* [Directions]
Type out all the records once more, exactly.

* [Records to use]

//! Presence keeping for pre-authenticated accounts.
//!
//! A [`PresenceTask`] repeatedly pings one account so it shows as online. The
//! [`TaskRegistry`] holds at most one such task per account key, and the
//! [`CommandDispatcher`] drives the registry from `/start`, `/stop` and
//! `/status` control commands.

pub mod command;
pub mod dispatcher;
pub mod keep_alive;
pub mod registry;
pub mod task;

#[cfg(test)]
mod testing;

pub use {
    beacon_config::AccountKey,
    command::{ControlCommand, Reply},
    dispatcher::{CommandDispatcher, InboundCommand, OperatorGate, ReplySink},
    keep_alive::KeepAlive,
    registry::{RegistryError, StartOutcome, Status, StopOutcome, TaskRegistry},
    task::{PresenceStats, PresenceTask, PresenceTiming},
};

* [Response area]
//! Presence keeping for pre-authenticated accounts.
//!
//! A [`PresenceTask`] repeatedly pings one account so it shows as online. The
//! [`TaskRegistry`] holds at most one such task per account key, and the
//! [`CommandDispatcher`] drives the registry from `/start`, `/stop` and
//! `/status` control commands.

pub mod command;
pub mod dispatcher;
pub mod keep_alive;
pub mod registry;
pub mod task;

#[cfg(test)]
mod testing;

pub use {
    beacon_config::AccountKey,
    command::{ControlCommand, Reply},
    dispatcher::{CommandDispatcher, InboundCommand, OperatorGate, ReplySink},
    keep_alive::KeepAlive,
    registry::{RegistryError, StartOutcome, Status, StopOutcome, TaskRegistry},
    task::{PresenceStats, PresenceTask, PresenceTiming},
};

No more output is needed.